Die rechtlich verbindliche Lärmschutzverordnung definiert den Planungswert gemäss der den Wohnzonen zugeordneten Empfindlichkeitsstufen. So liegt der Planungswert für den Tag und für die ESII bei 50 dbA. In der Nacht sind für die gleiche Empfindlichkeitsstufe noch 40 dbA zulässig.
Das Problem ist dabei, dass Kernzonen von landwirtschaftlichen Weilern wegen der in wenigen Tagen des Jahres  Nachtlärm erzeugenden Landwirtschaft in die ESIII eingeteilt wurden. Damit konnte sinnvollerweise die landwirtschaftliche Tätigkeit bei Saat- und Erntezeit geschützt werden. Zum Zeitpunkt dieser Regelung gab es noch keine Windkraftanlagen. Projekte wie Heitersberg, St. Brais oder Peuchapatte liegen nun genau am Rande solcher Zonen. Für die Einwohner dieser verschlafenen und ruhigen Orte gilt also ein Planungswert von sagenhaften 50 dbA für die Nacht als Planungswert, der für die Bewilligung eingehalten werden muss. Das liegt ganze 10 dbA über den Werten, wie sie zum obigen Urteil aus Deutschland passen würden. Diese armen Schweizer müssen also den doppelten Lärm aushalten und dürfen nach Massgabe der Suisse Eole noch nicht einmal vom Abzug für die Impulshaltigkeit profitieren!

Die deutsche Regelung kommt nahe an Vorschläge aus England

Schon vor Jahren hat eine Studie für England ergeben, dass der Nachtlärm bei höchstens 33 dbA festgelegt werden sollte. Bezeichnenderweise wurde diese Studie umgehend schubladisiert, bis sie dann doch unter peinlichen Umständen und nach einer privaten Intervention im Büro für Information hat veröffentlicht werden müssen. Auch in England sitzen die Windradlobbyisten offenbar mitten im Verwaltungsapparat.

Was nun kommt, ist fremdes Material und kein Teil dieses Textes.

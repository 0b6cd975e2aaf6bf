//! Parsers for Slurm command output.

use crate::domain::node::{NodeName, SchedulerState};

/// Parse `sinfo -N -h -o "%N %T"` lines. A node in several partitions appears once.
pub fn parse_node_states(output: &str) -> Vec<(NodeName, SchedulerState)> {
    let mut nodes: Vec<(NodeName, SchedulerState)> = Vec::new();
    for line in output.lines() {
        let mut fields = line.split_whitespace();
        let (Some(name), Some(state)) = (fields.next(), fields.next()) else {
            continue;
        };
        if nodes.iter().any(|(n, _)| n == name) {
            continue;
        }
        nodes.push((name.to_string(), SchedulerState::parse(state)));
    }
    nodes
}

/// Split a `--oneliner` record into `key=value` pairs. Values containing spaces
/// (e.g. `Reason=Not responding [slurm@...]`) run up to the next `Key=` token.
pub fn parse_oneliner(line: &str) -> Vec<(String, String)> {
    let mut pairs: Vec<(String, String)> = Vec::new();
    for token in line.split_whitespace() {
        match token.split_once('=') {
            Some((key, value)) if is_key(key) => pairs.push((key.to_string(), value.to_string())),
            _ => {
                if let Some((_, value)) = pairs.last_mut() {
                    value.push(' ');
                    value.push_str(token);
                }
            }
        }
    }
    pairs
}

fn is_key(key: &str) -> bool {
    !key.is_empty()
        && key
            .chars()
            .all(|c| c.is_ascii_alphanumeric() || matches!(c, ':' | '/' | '_' | '.'))
}

fn field<'a>(pairs: &'a [(String, String)], key: &str) -> Option<&'a str> {
    pairs
        .iter()
        .find(|(k, _)| k == key)
        .map(|(_, v)| v.as_str())
}

/// Reason annotation from `scontrol show node <n> --oneliner`.
pub fn parse_node_reason(output: &str) -> Option<String> {
    let line = output.lines().find(|l| !l.trim().is_empty())?;
    let pairs = parse_oneliner(line);
    let reason = field(&pairs, "Reason")?.trim();
    if reason.is_empty() || reason == "(null)" || reason == "None" {
        None
    } else {
        Some(reason.to_string())
    }
}

/// One `scontrol show reservation --oneliner` line → (name, compressed node list, state).
pub fn parse_reservations(output: &str) -> Vec<(String, String, String)> {
    output
        .lines()
        .filter(|l| l.contains("ReservationName="))
        .filter_map(|line| {
            let pairs = parse_oneliner(line);
            let name = field(&pairs, "ReservationName")?.to_string();
            let nodes = field(&pairs, "Nodes").unwrap_or_default().to_string();
            let state = field(&pairs, "State").unwrap_or("UNKNOWN").to_string();
            Some((name, nodes, state))
        })
        .collect()
}

/// `Reservation created: root_12`
pub fn parse_reservation_created(output: &str) -> Option<String> {
    output
        .lines()
        .find_map(|l| l.trim().strip_prefix("Reservation created:"))
        .map(|s| s.trim().to_string())
        .filter(|s| !s.is_empty())
}

/// `Submitted batch job 11` or the bare id printed by `sbatch --parsable`.
pub fn parse_job_id(output: &str) -> Option<String> {
    let line = output.lines().map(str::trim).find(|l| !l.is_empty())?;
    let id = match line.find("job ") {
        Some(idx) => line[idx + 4..].trim(),
        // --parsable prints "id" or "id;cluster"
        None => line.split(';').next().unwrap_or(line),
    };
    if !id.is_empty() && id.chars().all(|c| c.is_ascii_digit()) {
        Some(id.to_string())
    } else {
        None
    }
}

/// Last `lines` lines of `text`.
pub fn tail(text: &str, lines: usize) -> String {
    let all: Vec<&str> = text.lines().collect();
    let start = all.len().saturating_sub(lines);
    all[start..].join("\n")
}
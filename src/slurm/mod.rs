//! Scheduler seam: everything the orchestrator asks of Slurm.

pub mod cli;
pub mod parse;

use std::fmt;
use std::path::PathBuf;

use crate::domain::node::{NodeName, SchedulerState};
use crate::error::FleetResult;

pub use cli::SlurmCli;

/// Job state as reported by `squeue`/`sacct`.
#[derive(Debug, Clone, PartialEq, Eq)]
pub enum JobState {
    Pending,
    Running,
    Completing,
    Completed,
    Cancelled,
    Failed,
    Timeout,
    NodeFail,
    OutOfMemory,
    /// The scheduler no longer knows the job.
    Gone,
    Unknown(String),
}

impl From<&str> for JobState {
    fn from(s: &str) -> Self {
        // sacct reports "CANCELLED by 0"
        let token = s.split_whitespace().next().unwrap_or_default();
        match token.to_uppercase().as_str() {
            "PENDING" | "PD" | "CONFIGURING" | "CF" | "REQUEUED" | "RQ" => JobState::Pending,
            "RUNNING" | "R" => JobState::Running,
            "COMPLETING" | "CG" => JobState::Completing,
            "COMPLETED" | "CD" => JobState::Completed,
            "CANCELLED" | "CA" => JobState::Cancelled,
            "FAILED" | "F" | "BOOT_FAIL" | "BF" | "DEADLINE" | "DL" => JobState::Failed,
            "TIMEOUT" | "TO" => JobState::Timeout,
            "NODE_FAIL" | "NF" => JobState::NodeFail,
            "OUT_OF_MEMORY" | "OOM" => JobState::OutOfMemory,
            other => JobState::Unknown(other.to_string()),
        }
    }
}

impl JobState {
    pub fn is_success(&self) -> bool {
        matches!(self, JobState::Completed)
    }

    pub fn is_failure(&self) -> bool {
        matches!(
            self,
            JobState::Cancelled
                | JobState::Failed
                | JobState::Timeout
                | JobState::NodeFail
                | JobState::OutOfMemory
        )
    }
}

/// A state change applied through `scontrol update`.
#[derive(Debug, Clone, Copy, PartialEq, Eq)]
pub enum NodeUpdate {
    Resume,
    Drain,
    Down,
}

impl NodeUpdate {
    pub fn as_scontrol(self) -> &'static str {
        match self {
            NodeUpdate::Resume => "RESUME",
            NodeUpdate::Drain => "DRAIN",
            NodeUpdate::Down => "DOWN",
        }
    }
}

#[derive(Debug, Clone, PartialEq, Eq)]
pub struct Reservation {
    pub name: String,
    /// Expanded node names covered by the reservation.
    pub nodes: Vec<NodeName>,
    pub state: String,
}

#[derive(Debug, Clone)]
pub struct ReservationRequest {
    pub nodes: Vec<NodeName>,
    pub duration_minutes: u64,
    pub user: String,
    pub flags: String,
}

#[derive(Debug, Clone)]
pub struct BatchSubmission {
    pub job_name: String,
    pub script: String,
    pub nodes: Vec<NodeName>,
    pub reservation: Option<String>,
    pub partition: Option<String>,
    pub output_dir: PathBuf,
}

#[derive(Debug, Clone, Copy, PartialEq, Eq, Hash)]
pub enum JobStream {
    Stdout,
    Stderr,
}

impl fmt::Display for JobStream {
    fn fmt(&self, f: &mut fmt::Formatter<'_>) -> fmt::Result {
        match self {
            JobStream::Stdout => f.write_str("out"),
            JobStream::Stderr => f.write_str("err"),
        }
    }
}

pub trait Scheduler {
    /// Every node with its state, optionally limited to one partition.
    fn list_nodes(&self, partition: Option<&str>) -> FleetResult<Vec<(NodeName, SchedulerState)>>;

    /// `Ok(None)` when the scheduler does not know the node.
    fn node_state(&self, node: &str) -> FleetResult<Option<SchedulerState>>;

    fn node_reason(&self, node: &str) -> FleetResult<Option<String>>;

    fn expand_hostlist(&self, expr: &str) -> FleetResult<Vec<NodeName>>;

    fn update_node(&self, node: &str, update: NodeUpdate, reason: Option<&str>) -> FleetResult<()>;

    fn reservations(&self) -> FleetResult<Vec<Reservation>>;

    /// Returns the generated reservation name.
    fn create_reservation(&self, request: &ReservationRequest) -> FleetResult<String>;

    fn delete_reservation(&self, name: &str) -> FleetResult<()>;

    /// Returns the job id.
    fn submit_batch(&self, submission: &BatchSubmission) -> FleetResult<String>;

    fn job_state(&self, job_id: &str) -> FleetResult<JobState>;

    /// Last `lines` lines of a job's output or error file.
    fn job_output(&self, job_id: &str, stream: JobStream, lines: usize) -> FleetResult<String>;
}

#[cfg(test)]
mod tests {
    use super::*;

    #[test]
    fn job_state_from_str() {
        assert_eq!(JobState::from("RUNNING"), JobState::Running);
        assert_eq!(JobState::from("PD"), JobState::Pending);
        assert_eq!(JobState::from("CANCELLED by 0"), JobState::Cancelled);
        assert_eq!(JobState::from("node_fail"), JobState::NodeFail);
        assert!(matches!(JobState::from("WEIRD"), JobState::Unknown(_)));
    }

    #[test]
    fn terminal_classification() {
        assert!(JobState::Completed.is_success());
        assert!(!JobState::Completed.is_failure());
        assert!(JobState::Timeout.is_failure());
        assert!(!JobState::Running.is_failure());
        assert!(!JobState::Pending.is_success());
        assert!(!JobState::Gone.is_failure());
    }
}
use std::collections::BTreeSet;
use std::fmt;

use chrono::{DateTime, Utc};
use serde::Serialize;

use super::node::{NodeName, NodeSet};

#[derive(Debug, Clone, Copy, PartialEq, Eq, Serialize)]
pub enum ActionKind {
    HealthcheckFresh,
    HealthcheckLatest,
    Reboot,
    Tag,
    Benchmark,
    PairBenchmark,
    Exec,
    StateUpdate,
    Validate,
    Identify,
}

impl ActionKind {
    /// Detailed collection (reachability, serial, shape) is needed before acting.
    pub fn needs_detail(self) -> bool {
        matches!(self, Self::Benchmark | Self::Identify)
    }
}

impl fmt::Display for ActionKind {
    fn fmt(&self, f: &mut fmt::Formatter<'_>) -> fmt::Result {
        let s = match self {
            Self::HealthcheckFresh => "healthcheck",
            Self::HealthcheckLatest => "healthcheck-latest",
            Self::Reboot => "reboot",
            Self::Tag => "tag",
            Self::Benchmark => "benchmark",
            Self::PairBenchmark => "pair-benchmark",
            Self::Exec => "exec",
            Self::StateUpdate => "state",
            Self::Validate => "validate",
            Self::Identify => "identify",
        };
        f.write_str(s)
    }
}

/// Result of one remote operation on one node.
#[derive(Debug, Clone, PartialEq, Eq, Serialize)]
pub struct ExecutionOutcome {
    pub node: NodeName,
    /// `None` when the operation never produced an exit status (spawn or connect failure).
    pub exit_status: Option<i32>,
    pub output: String,
}

impl ExecutionOutcome {
    pub fn succeeded(&self) -> bool {
        self.exit_status == Some(0)
    }
}

/// Per-node accounting for one action.
#[derive(Debug, Clone, Default, PartialEq, Eq, Serialize)]
pub struct RunSummary {
    pub succeeded: BTreeSet<NodeName>,
    pub failed: BTreeSet<NodeName>,
    /// Nodes covered by a failed fan-out call that did not say which node failed.
    pub unattributed: BTreeSet<NodeName>,
}

impl RunSummary {
    pub fn from_outcomes<'a>(outcomes: impl IntoIterator<Item = &'a ExecutionOutcome>) -> Self {
        let mut summary = Self::default();
        for outcome in outcomes {
            summary.record(&outcome.node, outcome.succeeded());
        }
        summary
    }

    pub fn record(&mut self, node: &str, ok: bool) {
        if ok {
            self.succeeded.insert(node.to_string());
        } else {
            self.failed.insert(node.to_string());
        }
    }

    /// Every node in `nodes` is marked as part of a failure nobody attributed.
    pub fn unattributed(nodes: &NodeSet) -> Self {
        Self {
            unattributed: nodes.iter().cloned().collect(),
            ..Self::default()
        }
    }

    /// Fold a later run over the same nodes in. Failed beats unattributed beats succeeded,
    /// so each node ends up in exactly one set.
    pub fn absorb(&mut self, other: RunSummary) {
        self.failed.extend(other.failed);
        self.unattributed.extend(other.unattributed);
        self.succeeded.extend(other.succeeded);
        let failed = &self.failed;
        self.unattributed.retain(|n| !failed.contains(n));
        let unattributed = &self.unattributed;
        self.succeeded
            .retain(|n| !failed.contains(n) && !unattributed.contains(n));
    }

    pub fn is_clean(&self) -> bool {
        self.failed.is_empty() && self.unattributed.is_empty()
    }

    pub fn total(&self) -> usize {
        self.succeeded.len() + self.failed.len() + self.unattributed.len()
    }
}

#[derive(Debug, Clone, Copy, PartialEq, Eq, Serialize)]
pub enum JobTerminalState {
    Completed,
    Failed,
    TimedOut,
    Unknown,
}

impl fmt::Display for JobTerminalState {
    fn fmt(&self, f: &mut fmt::Formatter<'_>) -> fmt::Result {
        let s = match self {
            Self::Completed => "completed",
            Self::Failed => "failed",
            Self::TimedOut => "timed out",
            Self::Unknown => "unknown",
        };
        f.write_str(s)
    }
}

#[derive(Debug, Clone, Serialize)]
pub struct BatchJob {
    pub job_id: String,
    pub submitted_at: DateTime<Utc>,
    pub terminal_state: JobTerminalState,
    pub waited_seconds: u64,
    /// Output tail for completed jobs, error tail for failed ones.
    pub output: Option<String>,
    /// Average bus bandwidth reported in the output tail, GB/s.
    pub bus_bandwidth: Option<f64>,
}
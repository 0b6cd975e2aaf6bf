//! Node set resolution: CLI-style inputs → canonical `NodeSet`.
//!
//! Per token, first match wins: an existing hostfile, a bracketed hostlist expression
//! (expanded by the scheduler), a literal node name. With no tokens, a state filter
//! enumerates nodes from the scheduler.

use std::fmt;
use std::path::Path;
use std::str::FromStr;

use tracing::{debug, warn};

use super::confirm::OperatorInput;
use super::node::{NodeName, NodeSet, SchedulerState};
use crate::error::{FleetError, FleetResult};
use crate::slurm::Scheduler;

pub const FILTER_KEYWORDS: &str = "all, idle, drain, down, down+drain, maintenance, partition:<name>";

#[derive(Debug, Clone, PartialEq, Eq)]
pub enum StateFilter {
    All,
    Idle,
    Drain,
    Down,
    DownOrDrain,
    Maintenance,
    Partition(String),
}

impl StateFilter {
    pub fn matches(&self, state: SchedulerState) -> bool {
        match self {
            StateFilter::All | StateFilter::Partition(_) => true,
            StateFilter::Idle => state == SchedulerState::Idle,
            StateFilter::Drain => matches!(state, SchedulerState::Draining | SchedulerState::Drained),
            StateFilter::Down => state == SchedulerState::Down,
            StateFilter::DownOrDrain => state.is_drain_or_down(),
            StateFilter::Maintenance => state == SchedulerState::Maintenance,
        }
    }

    pub fn partition(&self) -> Option<&str> {
        match self {
            StateFilter::Partition(p) => Some(p),
            _ => None,
        }
    }
}

impl FromStr for StateFilter {
    type Err = FleetError;

    fn from_str(s: &str) -> Result<Self, Self::Err> {
        let lower = s.trim().to_ascii_lowercase();
        if let Some(name) = lower.strip_prefix("partition:") {
            if name.is_empty() {
                return Err(FleetError::InvalidArgument("partition filter needs a name".into()));
            }
            // partition names are case-sensitive
            return Ok(StateFilter::Partition(s.trim()["partition:".len()..].to_string()));
        }
        match lower.as_str() {
            "all" => Ok(StateFilter::All),
            "idle" => Ok(StateFilter::Idle),
            "drain" | "drained" | "draining" => Ok(StateFilter::Drain),
            "down" => Ok(StateFilter::Down),
            "down+drain" | "drain+down" | "downdrain" | "down,drain" => {
                Ok(StateFilter::DownOrDrain)
            }
            "maintenance" | "maint" => Ok(StateFilter::Maintenance),
            other => Err(FleetError::InvalidArgument(format!(
                "unknown filter '{other}' (expected one of: {FILTER_KEYWORDS})"
            ))),
        }
    }
}

impl fmt::Display for StateFilter {
    fn fmt(&self, f: &mut fmt::Formatter<'_>) -> fmt::Result {
        match self {
            StateFilter::All => f.write_str("all"),
            StateFilter::Idle => f.write_str("idle"),
            StateFilter::Drain => f.write_str("drain"),
            StateFilter::Down => f.write_str("down"),
            StateFilter::DownOrDrain => f.write_str("down+drain"),
            StateFilter::Maintenance => f.write_str("maintenance"),
            StateFilter::Partition(p) => write!(f, "partition:{p}"),
        }
    }
}

pub struct NodeSetResolver<'a> {
    scheduler: &'a dyn Scheduler,
    input: &'a dyn OperatorInput,
    interactive: bool,
}

impl<'a> NodeSetResolver<'a> {
    pub fn new(scheduler: &'a dyn Scheduler, input: &'a dyn OperatorInput, interactive: bool) -> Self {
        Self {
            scheduler,
            input,
            interactive,
        }
    }

    pub fn resolve(&self, inputs: &[String], filters: &[StateFilter]) -> FleetResult<NodeSet> {
        let tokens: Vec<String> = inputs.iter().flat_map(|i| split_tokens(i)).collect();

        let set = match (tokens.is_empty(), filters) {
            (false, [_, ..]) => {
                return Err(FleetError::AmbiguousFilter(format!(
                    "node names and --filter {} given together",
                    filters[0]
                )))
            }
            (true, [first, rest @ ..]) => {
                for ignored in rest {
                    warn!(filter = %ignored, kept = %first, "more than one filter given, ignoring");
                }
                self.enumerate(first)?
            }
            (true, []) => match self.prompt_filter()? {
                Some(filter) => self.enumerate(&filter)?,
                None => return Err(FleetError::NoTargets),
            },
            (false, []) => {
                let mut set = NodeSet::new();
                for token in &tokens {
                    for name in self.expand_token(token, true)? {
                        set.insert(name);
                    }
                }
                set
            }
        };

        if set.is_empty() {
            return Err(FleetError::NoTargets);
        }
        debug!(nodes = set.len(), "resolved node set");
        Ok(set)
    }

    fn enumerate(&self, filter: &StateFilter) -> FleetResult<NodeSet> {
        let nodes = self.scheduler.list_nodes(filter.partition())?;
        Ok(nodes
            .into_iter()
            .filter(|(_, state)| filter.matches(*state))
            .map(|(name, _)| name)
            .collect())
    }

    fn prompt_filter(&self) -> FleetResult<Option<StateFilter>> {
        if !self.interactive {
            return Ok(None);
        }
        loop {
            let question = format!("No nodes given. Select by state ({FILTER_KEYWORDS}) or leave empty to exit:");
            let Some(answer) = self.input.ask(&question)? else {
                return Ok(None);
            };
            if answer.trim().is_empty() {
                return Ok(None);
            }
            match answer.parse() {
                Ok(filter) => return Ok(Some(filter)),
                Err(e) => println!("   {e}"),
            }
        }
    }

    fn expand_token(&self, token: &str, allow_file: bool) -> FleetResult<Vec<NodeName>> {
        let path = Path::new(token);
        if allow_file && path.is_file() {
            return self.read_hostfile(path);
        }
        if token.contains('/') {
            return Err(FleetError::InvalidArgument(format!("hostfile {token} does not exist")));
        }
        if token.contains('[') || token.contains(']') {
            if !brackets_balanced(token) {
                return Err(FleetError::InvalidArgument(format!("unbalanced brackets in '{token}'")));
            }
            let names = self.scheduler.expand_hostlist(token)?;
            return Ok(names.into_iter().filter(|n| valid_name(n)).collect());
        }
        if valid_name(token) {
            Ok(vec![token.to_string()])
        } else {
            warn!(token, "skipping malformed node name");
            Ok(Vec::new())
        }
    }

    fn read_hostfile(&self, path: &Path) -> FleetResult<Vec<NodeName>> {
        let content = std::fs::read_to_string(path).map_err(|e| {
            FleetError::InvalidArgument(format!("cannot read hostfile {}: {e}", path.display()))
        })?;
        let mut names = Vec::new();
        for line in content.lines() {
            let line = line.split('#').next().unwrap_or_default().trim();
            for token in split_tokens(line) {
                names.extend(self.expand_token(&token, false)?);
            }
        }
        Ok(names)
    }
}

/// Split on commas and whitespace outside brackets: `a,b c[1,3]` → `a`, `b`, `c[1,3]`.
fn split_tokens(input: &str) -> Vec<String> {
    let mut tokens = Vec::new();
    let mut current = String::new();
    let mut depth = 0usize;

    for c in input.chars() {
        match c {
            '[' => {
                depth += 1;
                current.push(c);
            }
            ']' => {
                depth = depth.saturating_sub(1);
                current.push(c);
            }
            ',' if depth == 0 => tokens.push(std::mem::take(&mut current)),
            c if c.is_whitespace() && depth == 0 => tokens.push(std::mem::take(&mut current)),
            c => current.push(c),
        }
    }
    tokens.push(current);
    tokens.retain(|t| !t.is_empty());
    tokens
}

fn brackets_balanced(token: &str) -> bool {
    let mut depth = 0i32;
    for c in token.chars() {
        match c {
            '[' => depth += 1,
            ']' => depth -= 1,
            _ => {}
        }
        if depth < 0 || depth > 1 {
            return false;
        }
    }
    depth == 0
}

fn valid_name(name: &str) -> bool {
    !name.is_empty()
        && name
            .chars()
            .all(|c| c.is_ascii_alphanumeric() || matches!(c, '.' | '_' | '-'))
}
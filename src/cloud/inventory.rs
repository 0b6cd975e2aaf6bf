//! Static hostname → cloud instance mapping.
//!
//! One entry per line, `hostname instance-name`, extra columns ignored:
//!
//! ```text
//! # generated by the cluster stack
//! gpu-1  inst-9xk2a-compute-1
//! gpu-2  inst-0pl1q-compute-2
//! ```

use std::collections::HashMap;
use std::path::Path;

use anyhow::{Context, Result};
use tracing::{debug, warn};

#[derive(Debug, Clone, Default)]
pub struct Inventory {
    instances: HashMap<String, String>,
}

impl Inventory {
    /// A missing file yields an empty inventory: every node resolves to "not found".
    pub fn load(path: &Path) -> Result<Self> {
        if !path.exists() {
            warn!(path = %path.display(), "inventory file not found, instance identities unavailable");
            return Ok(Self::default());
        }
        let content = std::fs::read_to_string(path)
            .with_context(|| format!("reading {}", path.display()))?;
        let inventory = Self::parse(&content);
        if inventory.is_empty() {
            warn!(path = %path.display(), "inventory file has no entries");
        } else {
            debug!(path = %path.display(), entries = inventory.len(), "inventory loaded");
        }
        Ok(inventory)
    }

    pub fn parse(content: &str) -> Self {
        let instances = content
            .lines()
            .map(|l| l.split('#').next().unwrap_or_default().trim())
            .filter(|l| !l.is_empty())
            .filter_map(|l| {
                let mut cols = l.split_whitespace();
                let host = cols.next()?;
                let instance = cols.next()?;
                Some((host.to_string(), instance.to_string()))
            })
            .collect();
        Self { instances }
    }

    pub fn instance(&self, hostname: &str) -> Option<&str> {
        self.instances.get(hostname).map(String::as_str)
    }

    pub fn len(&self) -> usize {
        self.instances.len()
    }

    pub fn is_empty(&self) -> bool {
        self.instances.is_empty()
    }
}

impl<H: Into<String>, I: Into<String>> FromIterator<(H, I)> for Inventory {
    fn from_iter<T: IntoIterator<Item = (H, I)>>(iter: T) -> Self {
        Self {
            instances: iter.into_iter().map(|(h, i)| (h.into(), i.into())).collect(),
        }
    }
}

Dabei darf man nicht den falschen Eindruck zulassen, die Forderung nach 33 dbA sei etwas übertrieben. Diese Lautstärke entspricht dem Geräusch des Lüfters eines laufenden Laserdruckers. Im Schlafzimmer ist dieser Lärmpegel immer noch sehr gut wahrnehmbar und stört selbst dann, wenn er keinen Impulsgehalt hat. Bei offenem Schlafzimmerfenster hört man bei dieser Regelung immer noch den Lüfter eines Laserdruckers, der sich sinngemäss jede Sekunde ein- und wieder abschaltet. Findet jemand, diese Regelung sei „übertrieben“? Dann soll er oder sie das mal eine Nacht lange versuchen. Über den Kater würden wir gerne berichten.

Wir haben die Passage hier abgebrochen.